As appeared in Long Island Business News, July 24, 2015:
I loved Ed Blumenfeld’s commentary.
To say Long Island development is being held hostage by a vocal few, short on facts but long on opinion, is an understatement.
Now, please allow me to offer a contrarian point of view.
Long Island developers will never win until they wake up and acknowledge the world has moved on. And when the world moved on it changed the face of business. That is to say local industry in general – this criticism is not limited to real estate and development – has to wake up to the fact that they are, first and foremost, a communication company and, in this particular case, a development company second.
Historically, business has gone something like this: management decides what it wants to do.

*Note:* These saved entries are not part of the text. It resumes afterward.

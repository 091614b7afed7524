//! Final outcome of a game.

use serde::{Deserialize, Serialize};

use crate::core::{PlayerId, PlayerMap};

/// Result of a completed game.
#[derive(Clone, Copy, Debug, PartialEq, Eq, Serialize, Deserialize)]
pub enum GameResult {
    /// One player owns more boxes.
    Winner(PlayerId),
    /// Both players own the same number of boxes.
    Draw,
}

impl GameResult {
    /// Decide the result from final scores.
    #[must_use]
    pub fn from_scores(scores: &PlayerMap<u32>) -> Self {
        let a = scores[PlayerId::A];
        let b = scores[PlayerId::B];
        match a.cmp(&b) {
            std::cmp::Ordering::Greater => GameResult::Winner(PlayerId::A),
            std::cmp::Ordering::Less => GameResult::Winner(PlayerId::B),
            std::cmp::Ordering::Equal => GameResult::Draw,
        }
    }

    /// Check if a player won.
    #[must_use]
    pub fn is_winner(&self, player: PlayerId) -> bool {
        matches!(self, GameResult::Winner(p) if *p == player)
    }
}

impl std::fmt::Display for GameResult {
    fn fmt(&self, f: &mut std::fmt::Formatter<'_>) -> std::fmt::Result {
        match self {
            GameResult::Winner(player) => write!(f, "{player} wins!"),
            GameResult::Draw => f.write_str("It's a tie!"),
        }
    }
}

#[cfg(test)]
mod tests {
    use super::*;

    #[test]
    fn test_from_scores() {
        assert_eq!(
            GameResult::from_scores(&PlayerMap::from_array([3, 1])),
            GameResult::Winner(PlayerId::A)
        );
        assert_eq!(
            GameResult::from_scores(&PlayerMap::from_array([0, 4])),
            GameResult::Winner(PlayerId::B)
        );
        assert_eq!(GameResult::from_scores(&PlayerMap::from_array([2, 2])), GameResult::Draw);
    }

    #[test]
    fn test_is_winner() {
        let result = GameResult::Winner(PlayerId::B);
        assert!(!result.is_winner(PlayerId::A));
        assert!(result.is_winner(PlayerId::B));
        assert!(!GameResult::Draw.is_winner(PlayerId::A));
    }

    #[test]
    fn test_display() {
        assert_eq!(GameResult::Winner(PlayerId::A).to_string(), "Player A wins!");
        assert_eq!(GameResult::Draw.to_string(), "It's a tie!");
    }
}
//! Search configuration parameters.

use serde::{Deserialize, Serialize};

/// How the searcher models whose turn follows a simulated move.
#[derive(Clone, Copy, Debug, Default, PartialEq, Eq, Serialize, Deserialize)]
pub enum TurnModel {
    /// Strict alternation every ply, even after a box is completed.
    ///
    /// The search then evaluates a slightly different game than the one
    /// the turn controller plays.
    #[default]
    Alternating,

    /// Alternate mode: a simulated move that completes a box keeps the
    /// same player to move, matching the real extra-turn rule.
    ExtraTurn,
}

/// Minimax search configuration.
#[derive(Clone, Debug, PartialEq, Serialize, Deserialize)]
pub struct SearchConfig {
    /// Approximate number of leaf positions per search.
    /// Depth is the largest `d` with `open_moves^d <= node_budget`.
    pub node_budget: u64,

    /// Turn order inside the search tree.
    pub turn_model: TurnModel,

    /// Seed for the fallback RNG.
    pub seed: u64,
}

impl SearchConfig {
    /// Reference node budget.
    pub const DEFAULT_NODE_BUDGET: u64 = 19_000;

    /// Create a new config with a custom node budget.
    pub fn with_node_budget(mut self, budget: u64) -> Self {
        self.node_budget = budget;
        self
    }

    /// Create a new config with a custom turn model.
    pub fn with_turn_model(mut self, model: TurnModel) -> Self {
        self.turn_model = model;
        self
    }

    /// Create a new config with custom seed.
    pub fn with_seed(mut self, seed: u64) -> Self {
        self.seed = seed;
        self
    }
}

impl Default for SearchConfig {
    fn default() -> Self {
        Self {
            node_budget: Self::DEFAULT_NODE_BUDGET,
            turn_model: TurnModel::Alternating,
            seed: 42,
        }
    }
}

#[cfg(test)]
mod tests {
    use super::*;

    #[test]
    fn test_default_config() {
        let config = SearchConfig::default();
        assert_eq!(config.node_budget, 19_000);
        assert_eq!(config.turn_model, TurnModel::Alternating);
        assert_eq!(config.seed, 42);
    }

    #[test]
    fn test_builder_pattern() {
        let config = SearchConfig::default()
            .with_node_budget(500)
            .with_turn_model(TurnModel::ExtraTurn)
            .with_seed(7);

        assert_eq!(config.node_budget, 500);
        assert_eq!(config.turn_model, TurnModel::ExtraTurn);
        assert_eq!(config.seed, 7);
    }

    #[test]
    fn test_serialization() {
        let config = SearchConfig::default().with_turn_model(TurnModel::ExtraTurn);
        let json = serde_json::to_string(&config).unwrap();
        let deserialized: SearchConfig = serde_json::from_str(&json).unwrap();
        assert_eq!(config, deserialized);
    }
}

Then somewhere down the line, someone tells the company’s public relations department. Communications was viewed simply as an afterthought.
Today, thanks to technology and the public’s ability to use social media for good as easily as evil, communication is king. Look no further than today’s hottest companies and you’ll see one particular common thread: they generate buzz and know how to use it to get what they want.
They get away with it, because they give communications a seat at the decision making table where a company-wide strategy is devised to make stuff happen and, this is a really big, to get inside the community in question and become part of it.
That’s vastly different than telling someone from PR to send out a press release or attend a meeting and report back on what was said. Yet this latter scenario, sadly, illustrates exactly where Long Island industry remains stuck in the mud.
When it comes to change – any kind of change – the public wants leaders they trust. Building trust doesn’t come from merely submitting a great plan that meets zoning requirements.
Maybe the real problem with development around here is that the people involved in the game spend so much time dealing with the rules, regulations and legalities of a project that they feel at home in the court of law. But their true battle is in the court of public perception.
Continuous failure should be enough to convince an industry it’s time to get media savvy and fight back, not only for themselves but for the future of Long Island.
Clement is the CEO and executive director of Long Island’s Fair Media Council.